The same recommendations (listed below) that sleep professionals share with their own patients apply when helping a day sleeper cope with occasional periods of ISP.2

  • avoid naps;
  • restrict the sleep period to the average number of hours that were actually slept the preceding week;
  • perform daily exercise at least 6 hours before bedtime;
  • take a hot bath at least 2 hours before bedtime;
  • maintain a regular amount of time out of bed 7 days per week;
  • avoid exposure to bright light if woken up during the sleep period;
  • get at least 30 minutes of sunlight within the first half hour of wake time;
  • do not smoke close to bedtime;
  • limit caffeine—especially within 6 hours of bedtime;
  • limit alcohol use within a few hours of bedtime;
  • keep clocks facing away from the bed;
  • avoid strenuous exercise within 5 to 6 hours of bedtime;
  • do not eat or drink heavily within 3 hours of bedtime;
  • keep the bedroom dark, quiet, cool, and well ventilated;
  • practice keeping the same bedtime ritual;
  • in short sentences, list problems and steps for beginning the next day or night;
  • learn simple self-hypnosis if you wake up at night;
  • use stress management techniques during work hours;
  • avoid unfamiliar sleep environments;
  • be sure the mattress is of desired firmness;
  • take an occasional sleeping pill if needed after consulting with a physician; and
  • use the bedroom only for sleep—do not work or watch television in the bedroom. If possible, make arrangements for child care while you are asleep.2

Conclusion
The ability of any shift worker to successfully cope with the odd hours of work and sleep depends on maintaining a fine balance of three mutually interactive factors that include circadian rhythm, domestic concerns, and sleep.3

“Shift work problems can be understood by using a multifaceted approach that recognizes the interaction of circadian rhythms, sleep, and social and domestic factors in determining shift work coping ability.”4

Coping with ISP can be as easy as improving one’s sleep hygiene, or in the case of a person whose hypnagogic hallucinations become a negative reinforcement to sleep, medical treatment may be necessary.

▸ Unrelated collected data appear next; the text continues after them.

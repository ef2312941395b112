//! HTTP handlers for the cache

use axum::{
    body::Bytes,
    extract::{Path, State},
    http::{HeaderName, StatusCode},
    response::{IntoResponse, Json, Response},
};
use serde::Serialize;
use serde_json::{Map, Value};
use std::sync::Arc;
use tracing::{debug, warn};

use crate::partition::Partitioner;
use crate::store::{CacheStore, StoreError};

/// Header carrying the partition index of the addressed key
pub const SHARD_HEADER: HeaderName = HeaderName::from_static("x-shard");

/// Shared application state
#[derive(Clone)]
pub struct AppState {
    pub store: Arc<dyn CacheStore>,
    pub partitioner: Partitioner,
}

impl AppState {
    pub fn new(store: Arc<dyn CacheStore>, partitioner: Partitioner) -> Self {
        AppState { store, partitioner }
    }

    fn shard_header(&self, key: &str) -> [(HeaderName, String); 1] {
        let shard = self.partitioner.partition(key.as_bytes());
        [(SHARD_HEADER, shard.to_string())]
    }
}

/// Response for a delete
#[derive(Debug, Serialize)]
pub struct DeleteResponse {
    /// Whether the key existed
    pub removed: bool,
}

/// Body of every error response
#[derive(Debug, Serialize)]
pub struct ErrorResponse {
    pub error: String,
}

fn error_response(status: StatusCode, message: impl Into<String>) -> Response {
    (
        status,
        Json(ErrorResponse {
            error: message.into(),
        }),
    )
        .into_response()
}

/// Map a store error to an HTTP status
fn status_for(err: &StoreError) -> StatusCode {
    match err {
        StoreError::NotFound => StatusCode::NOT_FOUND,
        StoreError::CapacityExceeded(_) => StatusCode::CONFLICT,
        StoreError::EmptyKey | StoreError::KeyTooLong(_) | StoreError::ValueTooLong(_) => {
            StatusCode::BAD_REQUEST
        }
    }
}

/// Get a key
pub async fn get_key(State(state): State<AppState>, Path(key): Path<String>) -> Response {
    lookup(&state, &key)
}

/// `GET /` addresses the empty key
pub async fn get_root(State(state): State<AppState>) -> Response {
    lookup(&state, "")
}

fn lookup(state: &AppState, key: &str) -> Response {
    debug!("GET {:?}", key);

    match state.store.get(key.as_bytes()) {
        Ok(value) => {
            let mut body = Map::new();
            body.insert(
                key.to_string(),
                Value::String(String::from_utf8_lossy(&value).into_owned()),
            );
            (StatusCode::OK, state.shard_header(key), Json(Value::Object(body))).into_response()
        }
        Err(StoreError::NotFound) => (StatusCode::NOT_FOUND, state.shard_header(key)).into_response(),
        Err(e) => {
            warn!("Rejected GET: {}", e);
            error_response(status_for(&e), e.to_string())
        }
    }
}

/// Set a key from a `{"key": "value"}` body
///
/// The request path is ignored; the key comes from the body.
pub async fn set_key(State(state): State<AppState>, body: Bytes) -> Response {
    let (key, value) = match parse_pair(&body) {
        Ok(pair) => pair,
        Err(message) => {
            warn!("Rejected SET: {}", message);
            return error_response(StatusCode::BAD_REQUEST, message);
        }
    };

    debug!("SET {:?} ({} bytes)", key, value.len());

    let headers = state.shard_header(&key);
    match state.store.set(Bytes::from(key), Bytes::from(value)) {
        Ok(_) => (StatusCode::OK, headers).into_response(),
        Err(e) => {
            warn!("Rejected SET: {}", e);
            error_response(status_for(&e), e.to_string())
        }
    }
}

/// Extract exactly one string-valued field from a JSON object
fn parse_pair(body: &[u8]) -> Result<(String, String), String> {
    let object: Map<String, Value> =
        serde_json::from_slice(body).map_err(|e| format!("Malformed JSON body: {}", e))?;

    if object.len() != 1 {
        return Err(format!(
            "Expected exactly one key/value pair, got {}",
            object.len()
        ));
    }

    match object.into_iter().next() {
        Some((key, Value::String(value))) => Ok((key, value)),
        Some((key, _)) => Err(format!("Value for {:?} must be a string", key)),
        None => Err("Expected exactly one key/value pair, got 0".to_string()),
    }
}

/// Delete a key
pub async fn delete_key(State(state): State<AppState>, Path(key): Path<String>) -> Response {
    remove(&state, &key)
}

/// `DELETE /` addresses the empty key
pub async fn delete_root(State(state): State<AppState>) -> Response {
    remove(&state, "")
}

fn remove(state: &AppState, key: &str) -> Response {
    debug!("DELETE {:?}", key);

    match state.store.delete(key.as_bytes()) {
        Ok(removed) => (
            StatusCode::OK,
            state.shard_header(key),
            Json(DeleteResponse { removed }),
        )
            .into_response(),
        Err(e) => {
            warn!("Rejected DELETE: {}", e);
            error_response(status_for(&e), e.to_string())
        }
    }
}

#[cfg(test)]
mod tests {
    use super::*;
    use crate::store::{MemoryStore, MAX_KEY_LEN};
    use crate::web::router;
    use axum::body::Body;
    use axum::http::{header, Method, Request};
    use axum::Router;
    use tower::ServiceExt;

    fn app_with_capacity(capacity: usize) -> Router {
        let store: Arc<dyn CacheStore> = Arc::new(MemoryStore::with_capacity(capacity));
        router(AppState::new(store, Partitioner::default()))
    }

    fn app() -> Router {
        app_with_capacity(100)
    }

    async fn send(app: &Router, method: Method, uri: &str, body: &str) -> Response {
        let request = Request::builder()
            .method(method)
            .uri(uri)
            .header(header::CONTENT_TYPE, "application/json")
            .body(Body::from(body.to_string()))
            .unwrap();
        app.clone().oneshot(request).await.unwrap()
    }

    async fn body_json(response: Response) -> Value {
        let bytes = axum::body::to_bytes(response.into_body(), usize::MAX)
            .await
            .unwrap();
        serde_json::from_slice(&bytes).unwrap()
    }

    #[tokio::test]
    async fn test_set_then_get() {
        let app = app();

        let response = send(&app, Method::POST, "/", r#"{"name":"ferrum"}"#).await;
        assert_eq!(response.status(), StatusCode::OK);

        let response = send(&app, Method::GET, "/name", "").await;
        assert_eq!(response.status(), StatusCode::OK);
        assert_eq!(
            response.headers().get(header::CONTENT_TYPE).unwrap(),
            "application/json"
        );
        assert_eq!(body_json(response).await, serde_json::json!({"name": "ferrum"}));
    }

    #[tokio::test]
    async fn test_get_missing() {
        let response = send(&app(), Method::GET, "/missing", "").await;
        assert_eq!(response.status(), StatusCode::NOT_FOUND);
    }

    #[tokio::test]
    async fn test_shard_header() {
        let response = send(&app(), Method::GET, "/a", "").await;
        // djb2("a") = 177670, 177670 % 3 == 1
        assert_eq!(response.headers().get(SHARD_HEADER).unwrap(), "1");
    }

    #[tokio::test]
    async fn test_post_path_is_ignored() {
        let app = app();
        let response = send(&app, Method::POST, "/elsewhere", r#"{"k":"v"}"#).await;
        assert_eq!(response.status(), StatusCode::OK);

        let response = send(&app, Method::GET, "/k", "").await;
        assert_eq!(body_json(response).await, serde_json::json!({"k": "v"}));
    }

    #[tokio::test]
    async fn test_malformed_bodies_rejected() {
        let app = app();
        for body in [
            "not json",
            r#"["k","v"]"#,
            r#"{}"#,
            r#"{"a":"1","b":"2"}"#,
            r#"{"k":42}"#,
        ] {
            let response = send(&app, Method::POST, "/", body).await;
            assert_eq!(response.status(), StatusCode::BAD_REQUEST, "body: {}", body);
        }
    }

    #[tokio::test]
    async fn test_overlong_key_rejected() {
        let key = "k".repeat(MAX_KEY_LEN + 1);
        let body = format!(r#"{{"{}":"v"}}"#, key);
        let response = send(&app(), Method::POST, "/", &body).await;
        assert_eq!(response.status(), StatusCode::BAD_REQUEST);
    }

    #[tokio::test]
    async fn test_capacity_exceeded() {
        let app = app_with_capacity(1);
        let response = send(&app, Method::POST, "/", r#"{"a":"1"}"#).await;
        assert_eq!(response.status(), StatusCode::OK);

        let response = send(&app, Method::POST, "/", r#"{"b":"2"}"#).await;
        assert_eq!(response.status(), StatusCode::CONFLICT);
        assert!(body_json(response).await["error"].is_string());
    }

    #[tokio::test]
    async fn test_delete_reports_outcome() {
        let app = app();
        send(&app, Method::POST, "/", r#"{"k":"v"}"#).await;

        let response = send(&app, Method::DELETE, "/k", "").await;
        assert_eq!(response.status(), StatusCode::OK);
        assert_eq!(body_json(response).await, serde_json::json!({"removed": true}));

        let response = send(&app, Method::DELETE, "/k", "").await;
        assert_eq!(response.status(), StatusCode::OK);
        assert_eq!(body_json(response).await, serde_json::json!({"removed": false}));

        let response = send(&app, Method::GET, "/k", "").await;
        assert_eq!(response.status(), StatusCode::NOT_FOUND);
    }

    #[tokio::test]
    async fn test_root_is_empty_key() {
        let app = app();
        let response = send(&app, Method::GET, "/", "").await;
        assert_eq!(response.status(), StatusCode::BAD_REQUEST);

        let response = send(&app, Method::DELETE, "/", "").await;
        assert_eq!(response.status(), StatusCode::BAD_REQUEST);
    }

    #[tokio::test]
    async fn test_nested_path_key() {
        let app = app();
        send(&app, Method::POST, "/", r#"{"users/42":"alice"}"#).await;

        let response = send(&app, Method::GET, "/users/42", "").await;
        assert_eq!(response.status(), StatusCode::OK);
        assert_eq!(body_json(response).await, serde_json::json!({"users/42": "alice"}));
    }
}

Robert L. Lindsey, MS, RPSGT, is administrative codirector, and Paula G. Williams, MA, CRTT, RPSGT, is a night supervisor, both at the Regional Sleep Center and Neuromedical Services, Memorial Hospital, Catholic Health Initiatives, Chattanooga, Tenn.

References
1. Chokroverty S. Sleep Disorders Medicine. 2nd ed. Woburn, Mass: Butterworth & Heinemann; 1999.
2. Zarcone VP Jr. Sleep hygiene. In: Kryger MH, Roth T, Dement WC, eds. Principles and Practice of Sleep Medicine. 3rd ed. Philadelphia: WB Saunders; 2000:660.
3. Tepas DI, Carvalhais AB. Sleep patterns of shiftworkers. Occup Med. 1990;5:199-208.
4. Monk TH. Shift work. In: Kryger MH, Roth T, Dement WC, eds. Principles and Practice of Sleep Medicine. 3rd ed. Philadelphia: WB Saunders; 2000:605.